UEFA und FARE seit zehn Jahren Partner

UEFA.com spricht mit Piara Powar, Geschäftsführer der Organisation Fußball gegen Rassismus in Europa (FARE), über die zehnjährige Zusammenarbeit mit der UEFA.

Im Jahre 2001 schlossen sich die Bewegung Fußball gegen Rassismus in Europa (FARE) und die UEFA zu einer Aktionsfront zusammen. Zehn Jahre später hat sich UEFA.com mit dem Geschäftsführer der Organisation, Piara Powar, über die seitdem gemachten Fortschritte unterhalten.

Die Partnerschaft zwischen der UEFA und FARE wird wieder ihren sichtbaren Höhepunkt erreichen, wenn im Rahmen der jährlich stattfindenden FARE-Aktionswoche gegen Rassismus am dritten Spieltag der UEFA Champions League und der UEFA Europa League der europäische Dachverband FARE ein breites Forum bietet. Vereine aus ganz Europa sollen damit ermutigt werden, den Kampf gegen den Rassismus aufzunehmen.

"Das war für uns eine sehr produktive Phase", sagte Powar.

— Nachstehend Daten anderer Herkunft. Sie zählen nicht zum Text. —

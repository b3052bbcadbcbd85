//! Shared numeric constants for the counter crate.

// ── Timing ──────────────────────────────────────────────────────

/// Default animation length in milliseconds.
pub const DEFAULT_DURATION_MS: f64 = 2000.0;

// ── Visibility ──────────────────────────────────────────────────

/// Default fraction of an element's box that must intersect the viewport.
pub const DEFAULT_VISIBILITY_THRESHOLD: f64 = 0.5;

// ── Easing ──────────────────────────────────────────────────────

/// Exponent of the ease-out curve (quartic).
pub const EASE_OUT_POWER: i32 = 4;
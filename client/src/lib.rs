//! # client
//!
//! WASM behaviors for the marketing site and its dashboard: theme toggle,
//! mobile navigation, dropdowns, FAQ accordion, dashboard sidebar and tabs,
//! the add-user modal, the `updateChartCenter` global, and the scroll-triggered
//! stat counters driven by the `counter` crate.
//!
//! Widget state lives in [`state`] and is plain Rust; the `hydrate` feature
//! adds [`dom`], which binds that state to the server-rendered page.

pub mod config;
#[cfg(feature = "hydrate")]
pub mod dom;
pub mod state;
pub mod util;

/// WASM entry point.
#[cfg(feature = "hydrate")]
#[wasm_bindgen::prelude::wasm_bindgen(start)]
pub fn start() {
    console_error_panic_hook::set_once();
    dom::boot();
}

/// Module export of [`dom::chart::update_chart_center`] for script callers
/// that import the package instead of using the window global.
#[cfg(feature = "hydrate")]
#[wasm_bindgen::prelude::wasm_bindgen(js_name = updateChartCenter)]
pub fn update_chart_center(container_id: &str, title: &str, value: &str) {
    dom::chart::update_chart_center(container_id, title, value);
}
use super::*;

#[test]
fn all_items_start_collapsed() {
    let faq = Accordion::new(4);
    assert_eq!(faq.open(), None);
    assert_eq!(faq.icon_transform(0), "rotate(0deg)");
}

#[test]
fn toggle_opens_and_rotates_icon() {
    let mut faq = Accordion::new(4);
    faq.toggle(2);
    assert!(faq.is_open(2));
    assert_eq!(faq.icon_transform(2), "rotate(180deg)");
    assert_eq!(faq.icon_transform(1), "rotate(0deg)");
}

#[test]
fn opening_another_item_collapses_the_first() {
    let mut faq = Accordion::new(4);
    faq.toggle(0);
    faq.toggle(3);
    assert!(!faq.is_open(0));
    assert!(faq.is_open(3));
}

#[test]
fn toggling_open_item_collapses_it() {
    let mut faq = Accordion::with_open(2, Some(1));
    faq.toggle(1);
    assert_eq!(faq.open(), None);
}

#[test]
fn out_of_range_toggle_is_ignored() {
    let mut faq = Accordion::new(1);
    faq.toggle(3);
    assert_eq!(faq.open(), None);
}

#[test]
fn icon_plan_reads_clicked_chevron_from_question() {
    let mut faq = Accordion::new(3);
    faq.toggle(1);
    assert_eq!(
        faq.icon_plan(1),
        vec![
            (0, IconHost::Item, "rotate(0deg)"),
            (1, IconHost::Question, "rotate(180deg)"),
            (2, IconHost::Item, "rotate(0deg)"),
        ]
    );
}

#[test]
fn icon_plan_after_collapse_still_targets_question() {
    let mut faq = Accordion::with_open(2, Some(0));
    faq.toggle(0);
    assert_eq!(faq.icon_plan(0)[0], (0, IconHost::Question, "rotate(0deg)"));
}
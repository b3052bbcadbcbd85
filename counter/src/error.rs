//! Error type for the counter crate.

use crate::animator::ElementId;

/// Errors returned by [`crate::CounterAnimator`] and [`crate::CounterConfig`].
#[derive(Debug, thiserror::Error)]
pub enum CounterError {
    /// A visibility report named an element that was never registered.
    #[error("unknown counter element: {0}")]
    UnknownElement(ElementId),
    /// Duration must be finite and strictly positive.
    #[error("invalid animation duration: {0} ms")]
    InvalidDuration(f64),
    /// Threshold must lie in `(0, 1]`.
    #[error("invalid visibility threshold: {0}")]
    InvalidThreshold(f64),
    /// The JSON config could not be decoded.
    #[error("invalid counter config: {0}")]
    Config(#[from] serde_json::Error),
}
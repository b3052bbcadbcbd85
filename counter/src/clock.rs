//! Monotonic clock abstraction.
//!
//! The animator reads the clock when a counter crosses the visibility
//! threshold; frame timestamps arrive separately through
//! [`crate::CounterAnimator::tick`]. Both must share one time base.

use std::cell::Cell;
use std::rc::Rc;

/// Source of monotonic milliseconds.
pub trait Clock {
    fn now_ms(&self) -> f64;
}

/// A clock that only moves when told to.
///
/// Clones share the same reading, so a test can keep one handle and pass
/// another into the animator.
#[derive(Debug, Clone, Default)]
pub struct ManualClock {
    now: Rc<Cell<f64>>,
}

impl ManualClock {
    #[must_use]
    pub fn new(start_ms: f64) -> Self {
        Self { now: Rc::new(Cell::new(start_ms)) }
    }

    /// Move the clock forward by `delta_ms`.
    pub fn advance(&self, delta_ms: f64) {
        self.now.set(self.now.get() + delta_ms);
    }

    pub fn set(&self, now_ms: f64) {
        self.now.set(now_ms);
    }
}

impl Clock for ManualClock {
    fn now_ms(&self) -> f64 {
        self.now.get()
    }
}
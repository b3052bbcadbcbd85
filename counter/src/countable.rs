//! Countable element model.
//!
//! A countable element is a piece of text such as `99.9%` or `500+` paired
//! with a target attribute. The target is parsed once at registration and the
//! suffix is derived from the untouched initial text, so later frames never
//! feed animated output back into the model.

#[cfg(test)]
#[path = "countable_test.rs"]
mod countable_test;

use crate::ease::ease_out_quart;
use crate::format::{in_flight_text, settled_text};

/// Lifecycle of a countable element. Transitions only move forward.
#[derive(Debug, Clone, Copy, PartialEq, Default)]
pub enum CounterState {
    /// Waiting for the first qualifying visibility report.
    #[default]
    Unobserved,
    /// Animating since `started_at_ms` on the host clock.
    Animating {
        /// Clock reading when the visibility threshold was crossed.
        started_at_ms: f64,
    },
    /// Final text rendered; never animates again.
    Settled,
}

impl CounterState {
    #[must_use]
    pub fn is_animating(self) -> bool {
        matches!(self, Self::Animating { .. })
    }

    #[must_use]
    pub fn is_settled(self) -> bool {
        matches!(self, Self::Settled)
    }
}

/// A numeric display surface and its animation state.
#[derive(Debug, Clone, PartialEq)]
pub struct Countable {
    target: f64,
    suffix: String,
    is_decimal: bool,
    state: CounterState,
}

impl Countable {
    /// Build a countable from a target value and an explicit suffix.
    #[must_use]
    pub fn new(target: f64, suffix: impl Into<String>) -> Self {
        Self { target, suffix: suffix.into(), is_decimal: has_fraction(target), state: CounterState::Unobserved }
    }

    /// Build a countable from the raw target attribute and the element's
    /// initial text. A missing attribute parses to NaN.
    #[must_use]
    pub fn parse(target_attr: Option<&str>, initial_text: &str) -> Self {
        let target = target_attr.map_or(f64::NAN, parse_float);
        Self::new(target, extract_suffix(initial_text))
    }

    #[must_use]
    pub fn target(&self) -> f64 {
        self.target
    }

    #[must_use]
    pub fn suffix(&self) -> &str {
        &self.suffix
    }

    /// Whether in-flight frames show one decimal place.
    #[must_use]
    pub fn is_decimal(&self) -> bool {
        self.is_decimal
    }

    #[must_use]
    pub fn state(&self) -> CounterState {
        self.state
    }

    /// `false` when the target attribute was missing or not a finite number.
    #[must_use]
    pub fn has_valid_target(&self) -> bool {
        self.target.is_finite()
    }

    /// Text for the given linear progress. Progress of 1 or more yields the
    /// exact target.
    #[must_use]
    pub fn text_at(&self, progress: f64) -> String {
        if progress >= 1.0 {
            return settled_text(self.target, &self.suffix);
        }
        let current = self.target * ease_out_quart(progress);
        in_flight_text(current, self.is_decimal, &self.suffix)
    }

    /// Move from Unobserved to Animating. Returns `false` in any other state.
    pub(crate) fn start(&mut self, now_ms: f64) -> bool {
        if self.state != CounterState::Unobserved {
            return false;
        }
        self.state = CounterState::Animating { started_at_ms: now_ms };
        true
    }

    pub(crate) fn settle(&mut self) {
        self.state = CounterState::Settled;
    }
}

fn has_fraction(value: f64) -> bool {
    // NaN and infinities have no integral value either.
    value % 1.0 != 0.0
}

/// Strip every ASCII digit and `.` from the initial text; what remains is
/// re-appended to each frame.
#[must_use]
pub fn extract_suffix(text: &str) -> String {
    text.chars().filter(|c| !c.is_ascii_digit() && *c != '.').collect()
}

/// Parse the longest numeric prefix of `raw`, after leading whitespace.
///
/// Accepts an optional sign, digits with an optional fraction, an optional
/// exponent, or the literal `Infinity`. Anything else yields NaN. Trailing
/// garbage after a valid prefix is ignored, so `"12k"` parses as 12.
#[must_use]
pub fn parse_float(raw: &str) -> f64 {
    let s = raw.trim_start_matches(|c: char| c.is_whitespace() || c == '\u{feff}');
    let mut scan = Scanner { bytes: s.as_bytes(), pos: 0 };

    let negative = scan.peek() == Some(b'-');
    scan.eat(|b| b == b'+' || b == b'-');
    if s.get(scan.pos..).is_some_and(|rest| rest.starts_with("Infinity")) {
        return if negative { f64::NEG_INFINITY } else { f64::INFINITY };
    }

    let mut digits = scan.eat_digits();
    let mut end = scan.pos;
    if scan.eat(|b| b == b'.') {
        digits += scan.eat_digits();
        if digits > 0 {
            end = scan.pos;
        }
    }
    if digits == 0 {
        return f64::NAN;
    }

    scan.pos = end;
    if scan.eat(|b| b == b'e' || b == b'E') {
        scan.eat(|b| b == b'+' || b == b'-');
        if scan.eat_digits() > 0 {
            end = scan.pos;
        }
    }

    // `end` always sits on an ASCII boundary, so `get` only fails on a bug.
    match s.get(..end).map(str::parse::<f64>) {
        Some(Ok(value)) => value,
        _ => f64::NAN,
    }
}

/// Byte cursor over ASCII numeric text; every read is bounds-checked.
struct Scanner<'a> {
    bytes: &'a [u8],
    pos: usize,
}

impl Scanner<'_> {
    fn peek(&self) -> Option<u8> {
        self.bytes.get(self.pos).copied()
    }

    /// Consume one byte if it matches.
    fn eat(&mut self, accept: impl Fn(u8) -> bool) -> bool {
        if self.peek().is_some_and(accept) {
            self.pos += 1;
            true
        } else {
            false
        }
    }

    /// Consume a run of ASCII digits and return its length.
    fn eat_digits(&mut self) -> usize {
        let start = self.pos;
        while self.eat(|b| b.is_ascii_digit()) {}
        self.pos - start
    }
}
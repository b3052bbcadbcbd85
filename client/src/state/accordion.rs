//! FAQ accordion: one answer open at a time.

#[cfg(test)]
#[path = "accordion_test.rs"]
mod accordion_test;

const ICON_OPEN: &str = "rotate(180deg)";
const ICON_CLOSED: &str = "rotate(0deg)";

/// Where the chevron for an item is looked up after a click.
#[derive(Clone, Copy, Debug, PartialEq, Eq)]
pub enum IconHost {
    /// The clicked `.faq-question`.
    Question,
    /// The whole `.faq-item`.
    Item,
}

#[derive(Clone, Debug, Default, PartialEq, Eq)]
pub struct Accordion {
    count: usize,
    open: Option<usize>,
}

impl Accordion {
    #[must_use]
    pub fn new(count: usize) -> Self {
        Self { count, open: None }
    }

    #[must_use]
    pub fn with_open(count: usize, open: Option<usize>) -> Self {
        Self { count, open: open.filter(|i| *i < count) }
    }

    /// A question was clicked: collapse every other item and flip this one.
    pub fn toggle(&mut self, index: usize) {
        if index >= self.count {
            return;
        }
        self.open = if self.open == Some(index) { None } else { Some(index) };
    }

    #[must_use]
    pub fn is_open(&self, index: usize) -> bool {
        self.open == Some(index)
    }

    #[must_use]
    pub fn open(&self) -> Option<usize> {
        self.open
    }

    /// CSS transform for the chevron of item `index`.
    #[must_use]
    pub fn icon_transform(&self, index: usize) -> &'static str {
        if self.is_open(index) { ICON_OPEN } else { ICON_CLOSED }
    }

    /// Chevron updates after a click on `clicked`: the clicked item's icon is
    /// taken from its question, every other item's from the item itself.
    #[must_use]
    pub fn icon_plan(&self, clicked: usize) -> Vec<(usize, IconHost, &'static str)> {
        (0..self.count)
            .map(|index| {
                let host = if index == clicked { IconHost::Question } else { IconHost::Item };
                (index, host, self.icon_transform(index))
            })
            .collect()
    }
}
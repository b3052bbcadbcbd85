//! Browser environment helpers shared by the DOM binders.
//!
//! SYSTEM CONTEXT
//! ==============
//! These modules isolate storage and document-attribute access behind
//! functions that no-op outside the `hydrate` build, so callers stay
//! testable natively.

pub mod storage;
pub mod theme;
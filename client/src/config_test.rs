#![allow(clippy::float_cmp)]

use counter::InvalidTargetPolicy;
use serde_json::json;

use super::*;

#[test]
fn defaults_match_stock_page() {
    let config = PageConfig::default();
    assert_eq!(config.theme_storage_key, "theme");
    assert_eq!(config.mobile_breakpoint_px, 768.0);
    assert_eq!(config.counter_selector, ".stat-number");
    assert_eq!(config.counter_target_attribute, "data-target");
    assert_eq!(config.log_level, "info");
    assert_eq!(config.counter, CounterConfig::default());
    assert!(config.validate().is_ok());
}

#[test]
fn absent_or_blank_inline_block_uses_defaults() {
    assert_eq!(PageConfig::from_inline(None).expect("defaults"), PageConfig::default());
    assert_eq!(PageConfig::from_inline(Some("  \n ")).expect("defaults"), PageConfig::default());
}

#[test]
fn partial_block_overrides_named_fields() {
    let raw = json!({
        "theme_storage_key": "site-theme",
        "counter": { "duration_ms": 1200, "invalid_target": "render_nan" }
    })
    .to_string();
    let config = PageConfig::from_inline(Some(&raw)).expect("valid config");
    assert_eq!(config.theme_storage_key, "site-theme");
    assert_eq!(config.counter.duration_ms, 1200.0);
    assert_eq!(config.counter.threshold, 0.5);
    assert_eq!(config.counter.invalid_target, InvalidTargetPolicy::RenderNaN);
    assert_eq!(config.counter_selector, ".stat-number");
}

#[test]
fn malformed_json_is_an_error() {
    let err = PageConfig::from_inline(Some("{ not json")).expect_err("should fail");
    assert!(matches!(err, ConfigError::Json(_)));
}

#[test]
fn invalid_counter_settings_are_rejected() {
    let raw = json!({ "counter": { "threshold": 2.0 } }).to_string();
    let err = PageConfig::from_json(&raw).expect_err("should fail");
    assert!(matches!(err, ConfigError::Counter(CounterError::InvalidThreshold(_))));
}

#[test]
fn log_level_is_case_insensitive() {
    let raw = json!({ "log_level": "DEBUG" }).to_string();
    assert!(PageConfig::from_json(&raw).is_ok());
}

#[test]
fn unknown_log_level_is_rejected() {
    let raw = json!({ "log_level": "loud" }).to_string();
    let err = PageConfig::from_json(&raw).expect_err("should fail");
    assert!(matches!(err, ConfigError::LogLevel(level) if level == "loud"));
}

#[test]
fn negative_breakpoint_is_rejected() {
    let raw = json!({ "mobile_breakpoint_px": -1.0 }).to_string();
    assert!(matches!(PageConfig::from_json(&raw), Err(ConfigError::Breakpoint(_))));
}
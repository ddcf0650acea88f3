//! Persona prompt assembly on top of the Gemini client.

use crate::context::{ContextEntry, trim_for_prompt};
use sui_llm::{GeminiClient, LlmError, PromptTurn};

/// Reply-generation seam for the run cycle; faked in cycle tests.
#[async_trait::async_trait]
pub trait ReplyGenerator: Send + Sync {
    async fn generate_reply(
        &self,
        context: &[ContextEntry],
        target_user: &str,
        target_text: &str,
    ) -> Result<String, LlmError>;
}

pub struct GeminiReplyGenerator {
    client: GeminiClient,
    persona: String,
}

impl GeminiReplyGenerator {
    pub fn new(client: GeminiClient, bot_name: &str) -> Self {
        Self {
            client,
            persona: persona_instruction(bot_name),
        }
    }
}

#[async_trait::async_trait]
impl ReplyGenerator for GeminiReplyGenerator {
    #[tracing::instrument(level = "info", skip_all, fields(target_user = %target_user))]
    async fn generate_reply(
        &self,
        context: &[ContextEntry],
        target_user: &str,
        target_text: &str,
    ) -> Result<String, LlmError> {
        let prompt = build_prompt(context, target_user, target_text);
        self.client
            .generate(&self.persona, &[PromptTurn::user(prompt)])
            .await
    }
}

fn persona_instruction(bot_name: &str) -> String {
    format!(
        "You are {bot_name}, a friendly co-host hanging out in a YouTube live chat. \
         Keep replies to one or two short sentences, stay warm and casual, ask a \
         follow-up question now and then, and use at most one emoji."
    )
}

/// Recent chat as `who: text` lines (last 10 at most), then the target
/// viewer's message as the thing to answer.
fn build_prompt(context: &[ContextEntry], target_user: &str, target_text: &str) -> String {
    let mut prompt = String::from("Recent chat:\n");
    for entry in trim_for_prompt(context) {
        prompt.push_str(&entry.who);
        prompt.push_str(": ");
        prompt.push_str(&entry.text);
        prompt.push('\n');
    }
    prompt.push_str(&format!(
        "\nReply to {target_user}, who just said: {target_text}"
    ));
    prompt
}

#[cfg(test)]
mod tests {
    use super::*;

    fn entries(n: usize) -> Vec<ContextEntry> {
        (0..n)
            .map(|i| ContextEntry {
                who: format!("user{i}"),
                text: format!("line {i}"),
            })
            .collect()
    }

    #[test]
    fn prompt_names_the_target_user_and_message() {
        let prompt = build_prompt(&entries(3), "alice", "hey sui tell a story");
        assert!(prompt.contains("Reply to alice, who just said: hey sui tell a story"));
    }

    #[test]
    fn prompt_formats_context_as_who_text_lines() {
        let prompt = build_prompt(&entries(2), "bob", "hi");
        assert!(prompt.contains("user0: line 0\n"));
        assert!(prompt.contains("user1: line 1\n"));
    }

    #[test]
    fn oversized_context_is_trimmed_to_the_last_ten_lines() {
        let prompt = build_prompt(&entries(14), "bob", "hi");
        assert!(!prompt.contains("user3: line 3"));
        assert!(prompt.contains("user4: line 4"));
        assert!(prompt.contains("user13: line 13"));
    }

    #[test]
    fn persona_mentions_the_configured_bot_name() {
        assert!(persona_instruction("Sui Sui").starts_with("You are Sui Sui,"));
    }
}
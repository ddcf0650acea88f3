use serde::{Deserialize, Serialize};

/// Gemini distinguishes only the requesting side and the model side.
#[derive(Debug, Clone, Copy, PartialEq, Eq, Serialize, Deserialize)]
#[serde(rename_all = "lowercase")]
pub enum Role {
    User,
    Model,
}

impl Role {
    pub fn as_str(self) -> &'static str {
        match self {
            Role::User => "user",
            Role::Model => "model",
        }
    }
}

#[derive(Debug, Clone, Serialize, Deserialize)]
pub struct PromptTurn {
    pub role: Role,
    pub text: String,
}

impl PromptTurn {
    pub fn user(text: impl Into<String>) -> Self {
        Self {
            role: Role::User,
            text: text.into(),
        }
    }
}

Die Arbeit mit dem europäischen Dachverband war aus zwei Gründen sehr, sehr wichtig. Erstens, weil es uns erlaubt, unsere Botschaft auf gezielte Weise effizienter zu verkünden, und mit der Fußballfamilie in einer geschlossenen Front zu arbeiten."

"Und zweitens gibt es unglücklicherweise immer noch ein Rassismusproblem und andere Formen von Diskriminierung im Fußball. Rein praktisch gesehen ist das ein Problem, mit dem man sich befassen muss. Ich denke, dass wir gute Fortschritte gemacht haben, wenn wir die Botschaften betrachten, die wir verkündet haben und dazu die positiven Ergebnisse sieht."